Comment 2 Mark Wielaard 2023-11-08 10:36:39 UTC
Is this only an issue with this hand assembly?
It would be interesting to see real code that uses this.
Comment 3 Tiago Martinho 2023-11-08 14:57:05 UTC
(In reply to Mark Wielaard from comment #2)
> Is this only an issue with this hand assembly?
> It would be interesting to see real code that uses this.

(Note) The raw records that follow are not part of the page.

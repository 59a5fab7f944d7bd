use propgraph_algo::par::reduce::{FloatSum, LogicalOr, Max, Sum};
use propgraph_algo::par::{do_all, do_all_mut_steal, do_all_steal, Threads};
use std::sync::atomic::{AtomicUsize, Ordering};

fn touch_counts(run: impl FnOnce(&[AtomicUsize])) -> Vec<usize> {
    let counts: Vec<AtomicUsize> = (0..1000).map(|_| AtomicUsize::new(0)).collect();
    run(&counts);
    counts.iter().map(|c| c.load(Ordering::Relaxed)).collect()
}

#[test]
fn test_do_all_touches_every_element_once() {
    let pool = Threads::NumThreads(4).build();
    let counts = touch_counts(|counts| {
        do_all(&pool, counts.len(), |i| {
            counts[i].fetch_add(1, Ordering::Relaxed);
        })
    });
    assert!(counts.iter().all(|&c| c == 1));
}

#[test]
fn test_do_all_steal_touches_every_element_once() {
    let pool = Threads::NumThreads(4).build();
    let counts = touch_counts(|counts| {
        do_all_steal(&pool, counts.len(), 7, |i| {
            counts[i].fetch_add(1, Ordering::Relaxed);
        })
    });
    assert!(counts.iter().all(|&c| c == 1));
}

#[test]
fn test_do_all_on_degenerate_ranges() {
    // More threads than items, and an empty range.
    let pool = Threads::NumThreads(8).build();
    let touched = AtomicUsize::new(0);
    do_all(&pool, 3, |_| {
        touched.fetch_add(1, Ordering::Relaxed);
    });
    assert_eq!(touched.load(Ordering::Relaxed), 3);

    do_all(&pool, 0, |_| unreachable!());
    do_all_steal(&pool, 0, 16, |_| unreachable!());
}

#[test]
fn test_do_all_mut_steal() {
    let pool = Threads::NumThreads(4).build();
    let mut items: Vec<usize> = (0..500).collect();
    do_all_mut_steal(&pool, &mut items, 8, |item| *item *= 2);
    assert!(items.iter().enumerate().all(|(i, &v)| v == 2 * i));
}

#[test]
fn test_reducers_after_barrier() {
    let pool = Threads::NumThreads(4).build();
    let sum = Sum::<usize>::new(&pool);
    let float_sum = FloatSum::new(&pool);
    let max = Max::<u32>::new(&pool);
    let any = LogicalOr::new(&pool);

    do_all_steal(&pool, 256, 16, |i| {
        sum.update(i);
        float_sum.update(i as f64 / 2.0);
        max.update(i as u32);
        any.update(i == 255);
    });

    assert_eq!(sum.reduce(), 255 * 256 / 2);
    assert!((float_sum.reduce() - 255.0 * 256.0 / 4.0).abs() < 1E-9);
    assert_eq!(max.reduce(), Some(255));
    assert!(any.reduce());

    sum.reset();
    float_sum.reset();
    max.reset();
    any.reset();
    assert_eq!(sum.reduce(), 0);
    assert_eq!(float_sum.reduce(), 0.0);
    assert_eq!(max.reduce(), None);
    assert!(!any.reduce());
}

#[test]
fn test_reducer_updates_outside_pool() {
    let pool = Threads::NumThreads(2).build();
    let sum = Sum::<usize>::new(&pool);
    // The calling thread gets its own slot.
    sum.update(5);
    do_all(&pool, 10, |_| sum.update(1));
    assert_eq!(sum.reduce(), 15);
}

Hi! I got this code from a library I depend on. Unfortunately I do not have access to the source code, but the disassembled code does have this instruction. I tried to give an example so that the issue could be reproduced.

Thanks!
Comment 4 Paul Floyd 2023-11-08 16:45:30 UTC
What is the library? Is it public?
Comment 5 Tiago Martinho 2023-11-09 14:57:15 UTC
(In reply to Paul Floyd from comment #4)
> What is the library? Is it public?

Unfortunately it's not a public library and I do not have access to the source code.